Friday, 14 May 2010
Germany to Leave the Euro This Weekend? Currencies /
Euro May 13, 2010 - 04:39 AM By: Mac_Slavo
The internet, and especially gold forums, are getting excited over the
possibility of very big news from Germany this Friday.
As reported by a Zero Hedge contributor, a forum post at
GoldLikeProductions from a user identifying himself as a Deutsche Bank
employee, suggests that the big news to be announced this Friday as
stated by German politician Gregor Gysi at a recent press conference
may be that Germany will announce a return to the Deutsche Mark,
eliminating the Euro as their country’s currency:
From a forum post by an Anonymous user:
I’m working at the Deutsche Bank in Germany.
Today we delivered 1 container with new Deutsche Mark notes and new coins.
I will present a photo from the new banknotes tomorrow morning.
The curencychange will be the night from Saturday to Sunday 5/16/2010.

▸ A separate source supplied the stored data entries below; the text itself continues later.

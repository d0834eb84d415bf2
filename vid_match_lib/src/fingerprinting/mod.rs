pub mod fingerprint;
pub mod fingerprint_builder;
pub mod frame_compositor;
pub mod phash;

mod raw_dct_ops;
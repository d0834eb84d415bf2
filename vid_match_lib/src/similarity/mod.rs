pub mod hash_similarity;
pub mod ssim;
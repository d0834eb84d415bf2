use std::num::NonZeroU32;

use image::{codecs::jpeg::JpegEncoder, ImageFormat, RgbImage};
use thiserror::Error;

use crate::{fit_within, resize_img_rgb};

#[derive(Error, Debug)]
pub enum ThumbnailCodecError {
    #[error("Failed to encode thumbnail: {0}")]
    Encode(image::ImageError),

    #[error("Failed to decode thumbnail: {0}")]
    Decode(image::ImageError),
}

/// Shrink an image so that it fits inside `max_dims`, keeping its aspect ratio.
/// Images that already fit are returned unchanged.
#[must_use]
pub fn minimize_image(image: &RgbImage, max_dims: (u32, u32)) -> RgbImage {
    let (w, h) = fit_within(image.dimensions(), max_dims);
    let w = NonZeroU32::new(w).expect("fit_within never returns zero");
    let h = NonZeroU32::new(h).expect("fit_within never returns zero");
    resize_img_rgb(image, w, h)
}

pub fn encode_jpeg(image: &RgbImage, quality: u8) -> Result<Vec<u8>, ThumbnailCodecError> {
    let mut buf = vec![];
    JpegEncoder::new_with_quality(&mut buf, quality)
        .encode_image(image)
        .map_err(ThumbnailCodecError::Encode)?;
    Ok(buf)
}

pub fn decode_jpeg(bytes: &[u8]) -> Result<RgbImage, ThumbnailCodecError> {
    image::load_from_memory_with_format(bytes, ImageFormat::Jpeg)
        .map(|img| img.to_rgb8())
        .map_err(ThumbnailCodecError::Decode)
}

On Friday, 19.00 GMT Angela Merkel the germany chancelor, will speach
to the german nation.
This forum post, coupled with a page identified at Kitco.com
(screenshot), one of the leading precious metals dealers in the world,
that looks like it is being built to price gold/silver/platinum in
Marks, has gold bugs around the world buzzing.

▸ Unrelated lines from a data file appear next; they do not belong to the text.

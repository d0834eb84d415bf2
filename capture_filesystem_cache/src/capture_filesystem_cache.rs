use std::{collections::BTreeMap, path::PathBuf};

use serde::{Deserialize, Serialize};
use vid_match_lib::{CacheId, CaptureStore, VideoMetadata};

use crate::{base_fs_cache::BaseFsCache, CaptureCacheError, CaptureCacheResult};

/// Everything cached about one video.
#[derive(Debug, Clone, Default, PartialEq, Serialize, Deserialize)]
pub struct CaptureEntry {
    pub metadata: Option<VideoMetadata>,

    /// JPEG captures by percentage of the video's duration.
    pub captures: BTreeMap<u32, Vec<u8>>,
}

/// A disk-backed cache of video metadata and frame captures.
///
/// All methods take `&self` and can be called from many threads at once.
///
/// Note: The cache does not save its contents when it goes out of scope. Call
/// [`save`][`CaptureFilesystemCache::save`] after the last modification.
#[derive(Debug)]
pub struct CaptureFilesystemCache(BaseFsCache<CacheId, CaptureEntry>);

impl CaptureFilesystemCache {
    /// Load a cache from `cache_path`. If no cache exists there a new one is created.
    ///
    /// The cache saves itself to disk every `cache_save_threshold` modifications.
    ///
    /// # Errors
    /// Returns an error if a cache file exists but could not be read.
    pub fn new(cache_save_threshold: u32, cache_path: PathBuf) -> CaptureCacheResult<Self> {
        Ok(Self(BaseFsCache::new(cache_save_threshold, cache_path)?))
    }

    /// # Errors
    /// Returns an error if the cache file could not be written.
    pub fn save(&self) -> CaptureCacheResult<()> {
        self.0.save()
    }

    /// Forget everything about a video.
    ///
    /// # Errors
    /// Returns an error if this modification triggered a save, and the save failed.
    pub fn remove(&self, id: &CacheId) -> CaptureCacheResult<()> {
        self.0.remove(id)
    }

    /// Drop every entry not in `live`, e.g. the ids of the files that exist right now.
    ///
    /// # Errors
    /// Returns an error if a triggered save failed.
    pub fn retain(&self, live: &[CacheId]) -> CaptureCacheResult<()> {
        for id in self.0.keys() {
            if !live.contains(&id) {
                self.0.remove(&id)?;
            }
        }
        Ok(())
    }

    #[must_use]
    pub fn len(&self) -> usize {
        self.0.len()
    }

    #[must_use]
    pub fn is_empty(&self) -> bool {
        self.0.is_empty()
    }
}

impl CaptureStore for CaptureFilesystemCache {
    type Error = CaptureCacheError;

    fn read_metadata(&self, id: &CacheId) -> Option<VideoMetadata> {
        self.0.fetch_with(id, |entry| entry.metadata.clone())
    }

    fn write_metadata(&self, id: &CacheId, metadata: &VideoMetadata) -> CaptureCacheResult<()> {
        self.0
            .upsert(id, |entry| entry.metadata = Some(metadata.clone()))
    }

    fn read_capture(&self, id: &CacheId, percent: u32) -> Option<Vec<u8>> {
        self.0
            .fetch_with(id, |entry| entry.captures.get(&percent).cloned())
    }

    fn write_capture(&self, id: &CacheId, percent: u32, jpeg: Vec<u8>) -> CaptureCacheResult<()> {
        self.0.upsert(id, |entry| {
            entry.captures.insert(percent, jpeg);
        })
    }
}

#[cfg(test)]
mod test {
    use std::time::{Duration, UNIX_EPOCH};

    use tempfile::TempDir;

    use super::*;

    fn id(name: &str) -> CacheId {
        CacheId::new(name, UNIX_EPOCH + Duration::from_secs(1_700_000_000))
    }

    fn metadata() -> VideoMetadata {
        VideoMetadata {
            duration_ms: 600_000,
            width: 1280,
            height: 720,
            framerate: 29.97,
            codec: "h264".to_string(),
            ..VideoMetadata::default()
        }
    }

    #[test]
    fn test_missing_entries_are_none() {
        let dir = TempDir::new().unwrap();
        let cache = CaptureFilesystemCache::new(100, dir.path().join("c.bin")).unwrap();

        assert!(cache.is_empty());
        assert_eq!(cache.read_metadata(&id("a")), None);
        assert_eq!(cache.read_capture(&id("a"), 48), None);
    }

    #[test]
    fn test_entries_survive_save_and_reload() {
        let dir = TempDir::new().unwrap();
        let path = dir.path().join("nested").join("c.bin");

        let cache = CaptureFilesystemCache::new(100, path.clone()).unwrap();
        cache.write_metadata(&id("a"), &metadata()).unwrap();
        cache.write_capture(&id("a"), 48, vec![1, 2, 3]).unwrap();
        cache.write_capture(&id("b"), 96, vec![4]).unwrap();
        cache.save().unwrap();
        assert!(path.exists());
        assert!(!path.with_extension("tmp").exists());

        let reloaded = CaptureFilesystemCache::new(100, path).unwrap();
        assert_eq!(reloaded.len(), 2);
        assert_eq!(reloaded.read_metadata(&id("a")), Some(metadata()));
        assert_eq!(reloaded.read_capture(&id("a"), 48), Some(vec![1, 2, 3]));
        assert_eq!(reloaded.read_capture(&id("a"), 96), None);
        assert_eq!(reloaded.read_metadata(&id("b")), None);
        assert_eq!(reloaded.read_capture(&id("b"), 96), Some(vec![4]));
    }

    #[test]
    fn test_saves_itself_at_threshold() {
        let dir = TempDir::new().unwrap();
        let path = dir.path().join("c.bin");

        let cache = CaptureFilesystemCache::new(2, path.clone()).unwrap();
        cache.write_capture(&id("a"), 8, vec![0]).unwrap();
        assert!(!path.exists());
        cache.write_capture(&id("a"), 16, vec![0]).unwrap();
        assert!(path.exists());
    }

    #[test]
    fn test_retain_drops_dead_entries() {
        let dir = TempDir::new().unwrap();
        let cache = CaptureFilesystemCache::new(100, dir.path().join("c.bin")).unwrap();
        for name in ["a", "b", "c"] {
            cache.write_metadata(&id(name), &metadata()).unwrap();
        }

        cache.retain(&[id("b")]).unwrap();
        assert_eq!(cache.len(), 1);
        assert!(cache.read_metadata(&id("b")).is_some());
    }

    #[test]
    fn test_corrupt_file_is_an_error() {
        let dir = TempDir::new().unwrap();
        let path = dir.path().join("c.bin");
        //too short to hold even the entry count.
        std::fs::write(&path, b"abc").unwrap();

        let err = CaptureFilesystemCache::new(100, path.clone()).unwrap_err();
        assert!(matches!(err, CaptureCacheError::Decode { .. }));
        assert_eq!(err.cache_path(), path);
        assert!(err.to_string().contains("corrupt or from an incompatible version"));
    }

    #[test]
    fn test_unwritable_cache_path_is_an_io_error() {
        let dir = TempDir::new().unwrap();
        //a regular file where the cache directory should be.
        let blocker = dir.path().join("not_a_dir");
        std::fs::write(&blocker, b"").unwrap();
        let path = blocker.join("c.bin");

        let cache = CaptureFilesystemCache::new(100, path.clone()).unwrap();
        cache.write_metadata(&id("a"), &metadata()).unwrap();

        let err = cache.save().unwrap_err();
        assert!(matches!(err, CaptureCacheError::Io { .. }));
        assert_eq!(err.cache_path(), path);
    }
}
use std::path::{Path, PathBuf};

use serde::{Deserialize, Serialize};

use crate::{HashedVideo, Similarity};

/// Two matching videos, identified by their position in the collection that was searched
/// and by path, plus the score that made them match.
#[derive(Debug, Clone, PartialEq, Serialize, Deserialize)]
pub struct MatchCandidate {
    left_idx: usize,
    right_idx: usize,
    left_path: PathBuf,
    right_path: PathBuf,
    similarity: Similarity,
}

impl MatchCandidate {
    pub(crate) fn new(
        videos: &[HashedVideo],
        left_idx: usize,
        right_idx: usize,
        similarity: Similarity,
    ) -> Self {
        Self {
            left_idx,
            right_idx,
            left_path: videos[left_idx].record().path().to_path_buf(),
            right_path: videos[right_idx].record().path().to_path_buf(),
            similarity,
        }
    }

    /// (left, right) positions in the searched collection. `left < right`.
    #[must_use]
    pub const fn indices(&self) -> (usize, usize) {
        (self.left_idx, self.right_idx)
    }

    #[must_use]
    pub fn left_path(&self) -> &Path {
        &self.left_path
    }

    #[must_use]
    pub fn right_path(&self) -> &Path {
        &self.right_path
    }

    #[must_use]
    pub const fn similarity(&self) -> Similarity {
        self.similarity
    }
}

/// The result of stepping a scan or a match set one match forward or backward.
#[derive(Debug, Clone, PartialEq)]
pub enum ScanStep<T> {
    Found(T),
    /// There are no more matches in the requested direction. The cursor is unchanged.
    Exhausted,
}

impl<T> ScanStep<T> {
    #[must_use]
    pub fn found(self) -> Option<T> {
        match self {
            Self::Found(val) => Some(val),
            Self::Exhausted => None,
        }
    }
}
use std::ffi::OsString;
use std::path::PathBuf;

use vid_match_lib::{MatchConfig, ThumbnailLayout};

#[derive(Debug, Copy, Clone, PartialEq, Eq, PartialOrd, Ord, Hash)]
pub enum ReportVerbosity {
    Quiet,
    Default,
    Verbose,
}

#[derive(clap::ValueEnum, Clone, Copy, Debug, PartialEq, Eq, Hash, PartialOrd, Ord)]
pub enum OutputFormat {
    Normal,
    Json,
}

#[derive(clap::ValueEnum, Clone, Copy, Debug, PartialEq, Eq, Hash, PartialOrd, Ord)]
pub(super) enum MatchModeArg {
    Fast,
    Hybrid,
}

/// How pairs are enumerated.
#[derive(Clone, Copy, Debug, PartialEq, Eq, Hash)]
pub enum ScanKind {
    /// Compare everything up front, then report.
    Preprocess,
    /// Compare lazily, reporting each match as it is found.
    Live,
}

#[derive(Debug, Clone)]
pub struct OutputCfg {
    pub format: OutputFormat,
    pub verbosity: ReportVerbosity,
}

#[derive(Debug, Clone)]
pub struct DirCfg {
    pub cand_dirs: Vec<PathBuf>,
    pub excl_dirs: Vec<PathBuf>,
    pub excl_exts: Vec<OsString>,
}

#[derive(Debug, Clone)]
pub struct CacheCfg {
    /// None if caching is disabled.
    pub cache_path: Option<PathBuf>,
}

#[derive(Debug, Clone)]
pub struct AppCfg {
    pub cache_cfg: CacheCfg,
    pub dir_cfg: DirCfg,
    pub output_cfg: OutputCfg,

    pub layout: ThumbnailLayout,
    pub match_cfg: MatchConfig,
    pub scan: ScanKind,
}
use serde::Deserialize;
use serde::Serialize;
use thiserror::Error;

use crate::*;

/// Various causes of failure for ffmpeg/ffprobe functions.
#[derive(Error, Debug, Clone, Serialize, Deserialize)]
pub enum FfmpegError {
    /// Ffmpeg/Ffprobe command was not found. Make sure Ffmpeg is installed and can be found on the command line.
    #[error("ffmpeg/ffprobe file not found. Make sure ffmpeg/ffprobe are installed and visible on the command line")]
    FfmpegNotFound,

    /// Io error occurred while executing Ffmpeg/Ffprobe command
    #[error("Ffmpeg IO error: {0}")]
    Io(String),

    /// Ffmpeg/Ffprobe returned a nonzero exit code. Because ffmpeg sometimes prints long error strings
    /// to stderr, The resulting string contains the first few hundred characters of the error message.
    #[error("Internal Ffmpeg Failure: {0}")]
    FfmpegInternal(String),

    /// Ffmpeg/Ffprobe did not finish within the allowed time and was killed.
    #[error("Ffmpeg timed out")]
    Timeout,

    /// Failed to interpret Ffmpeg/Ffprobe output as a utf8-string.
    #[error("utf8 parsing/conversion failure")]
    Utf8Conversion,

    /// Ffmpeg exited successfully but produced no frame, which happens when seeking
    /// past the end of a broken or truncated file.
    #[error("Ffmpeg decoded no frame at the requested timestamp")]
    NoFrame,

    /// Ffmpeg produced output, but it could not be decoded as an image.
    #[error("Failed to decode captured frame: {0}")]
    FrameDecode(String),

    /// Failed to obtain video information.
    #[error("Failed to get video properties")]
    Info(#[from] VideoInfoError),
}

If Germany were to announce that they are pulling out of the Euro and
switching back to Marks, there would be serious implications around the
world.
The European crisis would likely accelerate and last Thursday’s
stock market crash would just be an appetizer for what we can expect
around the globe come Monday morning. Gold would likely make a serious
move to the upside as a result.
Dispelling the RumorWe warn our readers that this may very well be
nothing more than a rumor, and recent gold price action in the upward
direction may be partly attributed to the aforementioned forum post and
Kitco page.
Regarding the Kitco.com web page, the SHTF Plan research team utilized
Archive.org, an internet archival web site that tracks web site pages
over the course of the last 15 or so years.
The very same page which is being listed at Kitco with the following
URL: http://www.kitco.com/market/dm_charts.html is NOT A NEWLY CREATED
PAGE and has existed at Kitco.com for quite some time.
The page has existed at the exact URL address since before the Euro was
accepted by Germany.
According to Archive.org, the Web Archive’s earliest listing for this
specific URL dates back to August 12, 2000 and the oldest available
instance of this page can be viewed here: http://web.archive.org/..
Thus, this is not a new development and the page was simply never taken
down by Kitco.com after the Deutsche Mark was removed from circulation.
The fact that the only available news about the new Deutche Mark comes
from an anonymous poster at an internet forum should further dispel
this rumor.
How likely is it that Germany would drop the Euro?While we do believe
in the eventual destruction of the Euro and breakup of the European
Union, Germany announcing that it will be dropping out of the monetary
union and introducing a new currency over the weekend is unlikely.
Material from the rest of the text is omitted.